Task prompt: Return all lines from the listing below that include the word "core".

________________________________________

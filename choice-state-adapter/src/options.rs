use alloc::sync::Arc;

use crate::ChoiceModeListener;

/// A listener shared between option clones.
pub type SharedListener = Arc<dyn ChoiceModeListener + Send + Sync>;

const DEFAULT_INITIAL_CAPACITY: usize = 10;

/// Configuration for [`crate::ChoiceController`].
///
/// This type is designed to be cheap to clone: the listener is stored in an `Arc` so adapters can
/// update a few fields and call `ChoiceController::set_options` without rebuilding it.
#[derive(Clone)]
pub struct ChoiceModeOptions {
    /// Number of checked positions the tracker can hold before its first reallocation.
    pub initial_capacity: usize,

    /// Optional callbacks for choice-mode lifecycle and check changes.
    pub listener: Option<SharedListener>,

    /// Whether a list mutation that changed the checked set refreshes the on-screen views.
    ///
    /// Disable this if your host rebinds every view after a mutation anyway.
    pub refresh_views_on_change: bool,
}

impl Default for ChoiceModeOptions {
    fn default() -> Self {
        Self::new()
    }
}

impl ChoiceModeOptions {
    pub fn new() -> Self {
        Self {
            initial_capacity: DEFAULT_INITIAL_CAPACITY,
            listener: None,
            refresh_views_on_change: true,
        }
    }

    pub fn with_initial_capacity(mut self, initial_capacity: usize) -> Self {
        self.initial_capacity = initial_capacity;
        self
    }

    pub fn with_listener(
        mut self,
        listener: Option<impl ChoiceModeListener + Send + Sync + 'static>,
    ) -> Self {
        self.listener = listener.map(|l| Arc::new(l) as _);
        self
    }

    pub fn with_shared_listener(mut self, listener: Option<SharedListener>) -> Self {
        self.listener = listener;
        self
    }

    pub fn with_refresh_views_on_change(mut self, refresh_views_on_change: bool) -> Self {
        self.refresh_views_on_change = refresh_views_on_change;
        self
    }
}

impl core::fmt::Debug for ChoiceModeOptions {
    fn fmt(&self, f: &mut core::fmt::Formatter<'_>) -> core::fmt::Result {
        f.debug_struct("ChoiceModeOptions")
            .field("initial_capacity", &self.initial_capacity)
            .field("has_listener", &self.listener.is_some())
            .field("refresh_views_on_change", &self.refresh_views_on_change)
            .finish()
    }
}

________________________________________

Result of this task:
impl core::fmt::Debug for ChoiceModeOptions {
    fn fmt(&self, f: &mut core::fmt::Formatter<'_>) -> core::fmt::Result {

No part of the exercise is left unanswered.